One of the greatest things about travel is the anticipation.  And while nothing beats lounging on the beach in Antigua, imagining it and talking about it in the weeks and months before is uniquely cathartic.

On that note, I just booked my flight to attend the inaugural sail of Royal Caribbean’s Allure of the Seas on November 21st.  I was fortunate enough to sail on the inaugural voyage of the Oasis of the Seas in November 2009; boy, what a difference a year makes.

When the Oasis sailed, it represented a ray of light brightening the darkest 18 months in travel history.  The sailing of the Allure of the Seas, on the other hand, almost seems proof that the recovery, however fragile, is steaming ahead; no matter that the planning and development for both ships began long before any economic downturn.
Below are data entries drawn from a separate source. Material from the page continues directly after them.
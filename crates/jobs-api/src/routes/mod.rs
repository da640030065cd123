//! Route definitions
//!
//! Every API route lives under `/api`; the health probes sit at the root so
//! they can skip rate limiting.

use axum::{
    routing::{delete, get, post},
    Router,
};

use crate::handlers::{auth, engagement, health, jobs, users};
use crate::state::AppState;

pub fn create_router() -> Router<AppState> {
    Router::new().nest("/api", api_routes())
}

/// Liveness and readiness probes
pub fn health_routes() -> Router<AppState> {
    Router::new()
        .route("/health", get(health::health_check))
        .route("/health/ready", get(health::readiness_check))
}

fn api_routes() -> Router<AppState> {
    Router::new()
        .merge(auth_routes())
        .merge(job_routes())
        .merge(engagement_routes())
}

fn auth_routes() -> Router<AppState> {
    Router::new()
        .route("/register", post(auth::register))
        .route("/login", post(auth::login))
        .route("/logout", post(auth::logout))
        .route("/token/refresh", post(auth::refresh_token))
        .route("/profile", get(users::get_profile).delete(users::delete_profile))
}

fn job_routes() -> Router<AppState> {
    Router::new()
        .route("/jobs", get(jobs::list_jobs).post(jobs::create_job))
        .route("/jobs/:job_id", get(jobs::get_job).delete(jobs::delete_job))
        .route("/trending", get(jobs::trending))
}

fn engagement_routes() -> Router<AppState> {
    Router::new()
        .route("/jobs/:job_id/bookmark", post(engagement::toggle_bookmark))
        .route("/jobs/:job_id/like", post(engagement::like_job))
        .route(
            "/jobs/:job_id/comments",
            get(engagement::list_comments).post(engagement::add_comment),
        )
        .route(
            "/jobs/:job_id/comments/:comment_id",
            delete(engagement::delete_comment),
        )
        .route("/jobs/:job_id/share", post(engagement::share_job))
}
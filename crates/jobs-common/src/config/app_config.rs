//! Application configuration
//!
//! Read from environment variables, with a `.env` file loaded first when one
//! is present. `API_PORT`, `DATABASE_URL` and `JWT_SECRET` are required.

use serde::Deserialize;
use std::env;
use std::str::FromStr;

/// Main application configuration
#[derive(Debug, Clone, Deserialize)]
pub struct AppConfig {
    pub app: AppSettings,
    pub api: ServerConfig,
    pub database: DatabaseConfig,
    pub jwt: JwtConfig,
    pub rate_limit: RateLimitConfig,
    pub cors: CorsConfig,
}

/// General application settings
#[derive(Debug, Clone, Deserialize)]
pub struct AppSettings {
    #[serde(default = "default_app_name")]
    pub name: String,
    #[serde(default)]
    pub env: Environment,
}

/// Deployment environment
#[derive(Debug, Clone, Copy, PartialEq, Eq, Deserialize, Default)]
#[serde(rename_all = "lowercase")]
pub enum Environment {
    #[default]
    Development,
    Staging,
    Production,
}

impl Environment {
    #[must_use]
    pub fn is_production(&self) -> bool {
        matches!(self, Self::Production)
    }

    #[must_use]
    pub fn is_development(&self) -> bool {
        matches!(self, Self::Development)
    }

    fn parse(value: &str) -> Option<Self> {
        match value.trim().to_lowercase().as_str() {
            "production" | "prod" => Some(Self::Production),
            "staging" => Some(Self::Staging),
            "development" | "dev" => Some(Self::Development),
            _ => None,
        }
    }
}

/// HTTP listener configuration
#[derive(Debug, Clone, Deserialize)]
pub struct ServerConfig {
    #[serde(default = "default_host")]
    pub host: String,
    pub port: u16,
}

impl ServerConfig {
    #[must_use]
    pub fn address(&self) -> String {
        format!("{}:{}", self.host, self.port)
    }
}

/// Database configuration
#[derive(Debug, Clone, Deserialize)]
pub struct DatabaseConfig {
    pub url: String,
    #[serde(default = "default_max_connections")]
    pub max_connections: u32,
    #[serde(default = "default_min_connections")]
    pub min_connections: u32,
}

/// JWT configuration. Expiries are in seconds.
#[derive(Debug, Clone, Deserialize)]
pub struct JwtConfig {
    pub secret: String,
    #[serde(default = "default_access_token_expiry")]
    pub access_token_expiry: i64,
    #[serde(default = "default_refresh_token_expiry")]
    pub refresh_token_expiry: i64,
}

/// Rate limiting configuration
#[derive(Debug, Clone, Deserialize)]
pub struct RateLimitConfig {
    #[serde(default = "default_requests_per_second")]
    pub requests_per_second: u32,
    #[serde(default = "default_burst")]
    pub burst: u32,
}

/// CORS configuration. An empty list allows any origin.
#[derive(Debug, Clone, Default, Deserialize)]
pub struct CorsConfig {
    #[serde(default)]
    pub allowed_origins: Vec<String>,
}

fn default_app_name() -> String {
    "jobs-api".to_string()
}

fn default_host() -> String {
    "127.0.0.1".to_string()
}

fn default_max_connections() -> u32 {
    20
}

fn default_min_connections() -> u32 {
    5
}

fn default_access_token_expiry() -> i64 {
    900 // 15 minutes
}

fn default_refresh_token_expiry() -> i64 {
    604_800 // 7 days
}

fn default_requests_per_second() -> u32 {
    10
}

fn default_burst() -> u32 {
    50
}

/// Minimum JWT secret length accepted in production
const MIN_PRODUCTION_SECRET_LEN: usize = 32;

impl AppConfig {
    /// Load configuration from environment variables
    ///
    /// # Errors
    /// Returns an error if a required variable is missing or a value does not parse
    pub fn from_env() -> Result<Self, ConfigError> {
        // Load .env file if present (ignore errors if not found)
        let _ = dotenvy::dotenv();
        Self::from_lookup(|key| env::var(key).ok())
    }

    /// Build configuration from an arbitrary key lookup
    pub fn from_lookup<F>(lookup: F) -> Result<Self, ConfigError>
    where
        F: Fn(&str) -> Option<String>,
    {
        let vars = Vars(&lookup);

        let env = match vars.get("APP_ENV") {
            Some(value) => Environment::parse(&value)
                .ok_or(ConfigError::InvalidValue("APP_ENV", value))?,
            None => Environment::default(),
        };

        let jwt = JwtConfig {
            secret: vars.required("JWT_SECRET")?,
            access_token_expiry: vars.parse_or("JWT_ACCESS_TOKEN_EXPIRY", default_access_token_expiry())?,
            refresh_token_expiry: vars.parse_or("JWT_REFRESH_TOKEN_EXPIRY", default_refresh_token_expiry())?,
        };
        if env.is_production() && jwt.secret.len() < MIN_PRODUCTION_SECRET_LEN {
            return Err(ConfigError::InvalidValue(
                "JWT_SECRET",
                format!("must be at least {MIN_PRODUCTION_SECRET_LEN} bytes in production"),
            ));
        }

        Ok(Self {
            app: AppSettings {
                name: vars.get("APP_NAME").unwrap_or_else(default_app_name),
                env,
            },
            api: ServerConfig {
                host: vars.get("API_HOST").unwrap_or_else(default_host),
                port: vars.parse_required("API_PORT")?,
            },
            database: DatabaseConfig {
                url: vars.required("DATABASE_URL")?,
                max_connections: vars.parse_or("DATABASE_MAX_CONNECTIONS", default_max_connections())?,
                min_connections: vars.parse_or("DATABASE_MIN_CONNECTIONS", default_min_connections())?,
            },
            jwt,
            rate_limit: RateLimitConfig {
                requests_per_second: vars.parse_or("RATE_LIMIT_REQUESTS_PER_SECOND", default_requests_per_second())?,
                burst: vars.parse_or("RATE_LIMIT_BURST", default_burst())?,
            },
            cors: CorsConfig {
                allowed_origins: vars
                    .get("CORS_ALLOWED_ORIGINS")
                    .map(|s| {
                        s.split(',')
                            .map(str::trim)
                            .filter(|origin| !origin.is_empty())
                            .map(String::from)
                            .collect()
                    })
                    .unwrap_or_default(),
            },
        })
    }
}

/// Thin wrapper over a lookup function that treats blank values as unset
struct Vars<'a, F>(&'a F);

impl<F> Vars<'_, F>
where
    F: Fn(&str) -> Option<String>,
{
    fn get(&self, key: &str) -> Option<String> {
        (self.0)(key).filter(|v| !v.trim().is_empty())
    }

    fn required(&self, key: &'static str) -> Result<String, ConfigError> {
        self.get(key).ok_or(ConfigError::MissingVar(key))
    }

    fn parse_required<T: FromStr>(&self, key: &'static str) -> Result<T, ConfigError> {
        let raw = self.required(key)?;
        raw.trim()
            .parse()
            .map_err(|_| ConfigError::InvalidValue(key, raw))
    }

    fn parse_or<T: FromStr>(&self, key: &'static str, default: T) -> Result<T, ConfigError> {
        match self.get(key) {
            Some(raw) => raw
                .trim()
                .parse()
                .map_err(|_| ConfigError::InvalidValue(key, raw)),
            None => Ok(default),
        }
    }
}

/// Configuration errors
#[derive(Debug, thiserror::Error)]
pub enum ConfigError {
    #[error("Missing required environment variable: {0}")]
    MissingVar(&'static str),

    #[error("Invalid value for {0}: {1}")]
    InvalidValue(&'static str, String),
}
As I anticipate the upcoming cruise, I was fortunate enough to read a very poignant piece written by Alan Buckelew, the CEO of Princess, about his return to Vietnam aboard Princess Cruises.  The experience was not what this former soldier expected, but his journey was full of personal discoveries.  It reminded me of my own very different experience aboard Royal Caribbean’s Navigator of the Seas, detailed in a post earlier this year.  Cruising often opens up perspectives and affords opportunities for exploration,  These often unexpected and unanticipated moments live forever in guests’ memories –  be they significant on a personal, cultural, or even a culinary level.

In fact, through our cruise mystery shopping programs, as well as our cruise surveys, we’ve found the latter extremely important to guest satisfaction.  In a survey of 1,800 passengers queried about their last cruise experience, we found the most powerful dependent variable in creating both a great guest experience and a poor one was the cruise’s food and beverage.  Great food and beverage service creates both raves and boos.  (In contrast, entertainment may be a powerful determinant for positive experiences, but is rarely mentioned in poor experiences.)   Still, as my experience, and Buckelew’s, shows, it’s the discoveries that cruise ships make possible that may elevate it most of all.